Yes, it is what you think it is.  It works as a primer, I promise you.  It is the same as my Smashbox primer.

Also the tape thing...I put up a picture of a brand style so you can see how to make one at home.  Tape and string, baby.

----------


## Calypso Jones

This is too funny. So i go and buy it...i was out anyway. I got home and tried it out. I like it. AND it is the same thing as L'oreal's BLUR for which i paid 20.oo for a small tube. EXACT. THING. I will not be buying those items again. I've never heard of Smashbox. 

Thanks for the huge money saving tip on cosmetics.

----------


## Guest

> This is too funny. So i go and buy it...i was out anyway. I got home and tried it out. I like it. AND it is the same thing as L'oreal's BLUR for which i paid 20.oo for a small tube. EXACT. THING. I will not be buying those items again.
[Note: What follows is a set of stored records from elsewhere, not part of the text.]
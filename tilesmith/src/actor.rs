//! Requests a worker sends back to the map it works for. Glyphs and images live on the
//! main thread, so tiles wait for them before finishing their layout.

use crate::{
    atlas::{GlyphMap, ImageMap},
    error::Error,
    tile_id::{OverscaledTileId, TileUid},
};
use futures::{
    FutureExt as _,
    channel::{mpsc, oneshot},
    future::BoxFuture,
};
use std::{
    collections::{BTreeMap, BTreeSet},
    sync::Arc,
};

#[derive(Debug, Clone, Copy, PartialEq, Eq)]
pub enum ImageKind {
    Icons,
    Patterns,
}

#[derive(Debug, Clone, PartialEq, Eq)]
pub enum DependencyRequest {
    GetGlyphs {
        uid: TileUid,
        /// Code points by font stack.
        stacks: BTreeMap<String, BTreeSet<u32>>,
        source: String,
        tile_id: OverscaledTileId,
    },
    GetImages {
        icons: BTreeSet<String>,
        source: String,
        tile_id: OverscaledTileId,
        kind: ImageKind,
    },
}

#[derive(Debug, Clone, PartialEq)]
pub enum DependencyResponse {
    Glyphs(GlyphMap),
    Images(ImageMap),
}

/// Sending side of the channel back to the main thread.
pub trait Actor: Send + Sync {
    /// Send a request to the map `target_map_id`, or to any map when `None`.
    fn send(
        &self,
        request: DependencyRequest,
        target_map_id: Option<&str>,
    ) -> BoxFuture<'static, Result<DependencyResponse, Error>>;
}

/// Actor bound to a single map.
#[derive(Clone)]
pub struct MapActor {
    actor: Arc<dyn Actor>,
    map_id: String,
}

impl MapActor {
    pub fn new(actor: Arc<dyn Actor>, map_id: impl Into<String>) -> Self {
        Self {
            actor,
            map_id: map_id.into(),
        }
    }

    pub fn map_id(&self) -> &str {
        &self.map_id
    }

    pub fn get_glyphs(
        &self,
        uid: TileUid,
        stacks: BTreeMap<String, BTreeSet<u32>>,
        source: String,
        tile_id: OverscaledTileId,
    ) -> BoxFuture<'static, Result<GlyphMap, Error>> {
        let request = DependencyRequest::GetGlyphs {
            uid,
            stacks,
            source,
            tile_id,
        };
        self.actor
            .send(request, Some(&self.map_id))
            .map(|response| match response? {
                DependencyResponse::Glyphs(glyphs) => Ok(glyphs),
                DependencyResponse::Images(_) => Err(Error::Dependency(
                    "Expected glyphs, got images.".to_owned(),
                )),
            })
            .boxed()
    }

    pub fn get_images(
        &self,
        icons: BTreeSet<String>,
        source: String,
        tile_id: OverscaledTileId,
        kind: ImageKind,
    ) -> BoxFuture<'static, Result<ImageMap, Error>> {
        let request = DependencyRequest::GetImages {
            icons,
            source,
            tile_id,
            kind,
        };
        self.actor
            .send(request, Some(&self.map_id))
            .map(|response| match response? {
                DependencyResponse::Images(images) => Ok(images),
                DependencyResponse::Glyphs(_) => Err(Error::Dependency(
                    "Expected images, got glyphs.".to_owned(),
                )),
            })
            .boxed()
    }
}

impl std::fmt::Debug for MapActor {
    fn fmt(&self, f: &mut std::fmt::Formatter<'_>) -> std::fmt::Result {
        f.debug_struct("MapActor")
            .field("map_id", &self.map_id)
            .finish_non_exhaustive()
    }
}

/// Dependency request as it leaves the worker thread.
#[derive(Debug)]
pub struct ActorMessage {
    pub request: DependencyRequest,
    pub target_map_id: Option<String>,
    pub reply: oneshot::Sender<Result<DependencyResponse, Error>>,
}

/// Actor which forwards requests over a channel, to be answered by whoever owns the
/// receiving end.
#[derive(Debug, Clone)]
pub struct ChannelActor {
    sender: mpsc::UnboundedSender<ActorMessage>,
}

impl ChannelActor {
    pub fn channel() -> (Self, mpsc::UnboundedReceiver<ActorMessage>) {
        let (sender, receiver) = mpsc::unbounded();
        (Self { sender }, receiver)
    }
}

impl Actor for ChannelActor {
    fn send(
        &self,
        request: DependencyRequest,
        target_map_id: Option<&str>,
    ) -> BoxFuture<'static, Result<DependencyResponse, Error>> {
        let (reply, response) = oneshot::channel();
        let message = ActorMessage {
            request,
            target_map_id: target_map_id.map(str::to_owned),
            reply,
        };

        if self.sender.unbounded_send(message).is_err() {
            return futures::future::ready(Err(Error::Dependency(
                "Main thread is gone.".to_owned(),
            )))
            .boxed();
        }

        async move { response.await? }.boxed()
    }
}

#[cfg(test)]
mod tests {
    use super::*;
    use crate::tile_id::CanonicalTileId;
    use futures::StreamExt as _;

    fn tile_id() -> OverscaledTileId {
        OverscaledTileId::canonical(CanonicalTileId::new(3, 1, 2))
    }

    #[test]
    fn requests_go_through_the_channel() {
        let (actor, mut receiver) = ChannelActor::channel();
        let actor = MapActor::new(Arc::new(actor), "map-1");

        let images = actor.get_images(
            BTreeSet::from(["bus".to_owned()]),
            "composite".to_owned(),
            tile_id(),
            ImageKind::Icons,
        );

        futures::executor::block_on(async {
            let message = receiver.next().await.unwrap();
            assert_eq!(message.target_map_id.as_deref(), Some("map-1"));
            assert!(matches!(
                message.request,
                DependencyRequest::GetImages {
                    kind: ImageKind::Icons,
                    ..
                }
            ));
            message
                .reply
                .send(Ok(DependencyResponse::Images(ImageMap::new())))
                .unwrap();

            assert_eq!(images.await.unwrap(), ImageMap::new());
        });
    }

    #[test]
    fn mismatched_responses_are_dependency_errors() {
        let (actor, mut receiver) = ChannelActor::channel();
        let actor = MapActor::new(Arc::new(actor), "map-1");

        let glyphs = actor.get_glyphs(TileUid(1), BTreeMap::new(), "s".to_owned(), tile_id());

        futures::executor::block_on(async {
            let message = receiver.next().await.unwrap();
            message
                .reply
                .send(Ok(DependencyResponse::Images(ImageMap::new())))
                .unwrap();
            assert!(matches!(glyphs.await, Err(Error::Dependency(_))));
        });
    }

    #[test]
    fn dropped_replies_fail_the_request() {
        let (actor, receiver) = ChannelActor::channel();
        drop(receiver);

        let response = futures::executor::block_on(actor.send(
            DependencyRequest::GetImages {
                icons: BTreeSet::new(),
                source: "s".to_owned(),
                tile_id: tile_id(),
                kind: ImageKind::Patterns,
            },
            None,
        ));
        assert!(matches!(response, Err(Error::Dependency(_))));
    }
}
I've never heard of Smashbox. 
> 
> Thanks for the huge money saving tip on cosmetics.


Yes...it saved me $28.00.   :Wink: 

Just because the economy is bad doesn't mean us gals have to sacrifice looking good.

----------


## Calypso Jones

> Yes, it is what you think it is. It works as a primer, I promise you. It is the same as my Smashbox primer.
> 
> Also the tape thing...I put up a picture of a brand style so you can see how to make one at home. Tape and string, baby.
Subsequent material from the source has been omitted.